Preparing alternatives
The splitIntoWords
algorithm is greedy: it will keep looking for the longest word that fits, and this may lead it into a blind alley. To test this, you'll find the nonsense word "forane" in the dictionary. After finding "look", the algorithm keeps moving forward. When it has read "for", it will find an object with both a "$": true
key pair and the key "a", with a submap that it can continue to follow.
It adds the word "for" to the words
array, and updates the index
of the array: index
is now the sum of the lengths of the word in the array.
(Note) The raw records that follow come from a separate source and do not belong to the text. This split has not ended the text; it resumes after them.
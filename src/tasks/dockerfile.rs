//! Task that renders a [`Dockerfile`] to disk.

use std::path::PathBuf;

use async_trait::async_trait;
use tracing::info;

use crate::dockerfile::Dockerfile;
use crate::error::TaskError;
use crate::tasks::{ErrorPolicy, RunContext, Task};

/// Validates an instruction sequence and writes it to a file.
///
/// Runs without a daemon connection, so it also works in offline runs
/// that only render build inputs.
pub struct WriteDockerfile {
    id: String,
    dockerfile: Dockerfile,
    destination: PathBuf,
    policy: ErrorPolicy,
}

impl WriteDockerfile {
    /// Creates a write task for an instruction sequence.
    pub fn new(
        id: impl Into<String>,
        dockerfile: Dockerfile,
        destination: impl Into<PathBuf>,
    ) -> Self {
        Self {
            id: id.into(),
            dockerfile,
            destination: destination.into(),
            policy: ErrorPolicy::Propagate,
        }
    }

    /// Builder method to set the error policy.
    pub fn with_error_policy(mut self, policy: ErrorPolicy) -> Self {
        self.policy = policy;
        self
    }
}

#[async_trait]
impl Task for WriteDockerfile {
    fn id(&self) -> &str {
        &self.id
    }

    fn description(&self) -> String {
        format!("Writes Dockerfile to '{}'", self.destination.display())
    }

    fn error_policy(&self) -> ErrorPolicy {
        self.policy.clone()
    }

    async fn execute(&self, _context: &RunContext) -> Result<(), TaskError> {
        self.dockerfile.write(&self.destination)?;
        info!(
            task = %self.id,
            path = %self.destination.display(),
            instructions = self.dockerfile.len(),
            "Wrote Dockerfile"
        );
        Ok(())
    }
}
The process continues until the {"$": true}
object, indicating the end of the nonsense word "forane", is found. This time, however, there is already a word that uses the letters "for" in the words
array. The splitIntoWords
function first uses words.slice(0)
to copy the array, and also copies the value of index
, to create a full clone. This clone is added to the alternatives
array. In the original words
array, the last word ("for") is removed and replaced with "forane", and the index
value is updated.
A new word now begins, starting with the letter "e", but at the next iteration, no sub-map of trie
is found that corresponds to the word fragment "ed". The splitIntoWords
function has reached the end of a blind alley: it calls the backtrack
function. This drops the current words
array and replaces it with the longest array in alternatives
: ["look", "for"]
, with its index
value of 7. It resets the ii
iterator so that the next iteration starts building a new word from position ii = 7
: the index of the next letter after "lookfor". This time, it finds the words "a" and "need", which is soon replaced by "needle", and continues to read "these", and "a". This is a complete word and the final letter in the string, so the process stops there.
Issues with a dictionary approach
This approach suffers from two major problems:
- It is possible to split the letters in the wrong place and still create a set of valid (but meaningless) words
- If a word is not in the dictionary, it will fail
Ambiguous word boundaries
The algorithm has no "intelligence" built in, so it has no reason to reject "these", "a" and replace it with "the", "sea". Its greediness has led it into error. Refusing to be greedy could lead it to make different errors.
People who speak English know almost instantly where to split what they hear into words, based on meaning and statistics. Until you read this paragraph, it's unlikely that you have ever encountered a meaningful sentence that ends with the words "in these a".
As far as we know, computers are totally unaware of meaning, but a quick search on Google will show you that, statistically, "in the sea" is over 300 times more likely to appear in written English than "in these a". It should therefore be possible to improve the accuracy of the splitIntoWords
algorithm by checking the statistical likelihood of each subset of words appearing together. However, this will require access to a vast database: not just a dictionary of words but a store of phrases indexed by the words they contain.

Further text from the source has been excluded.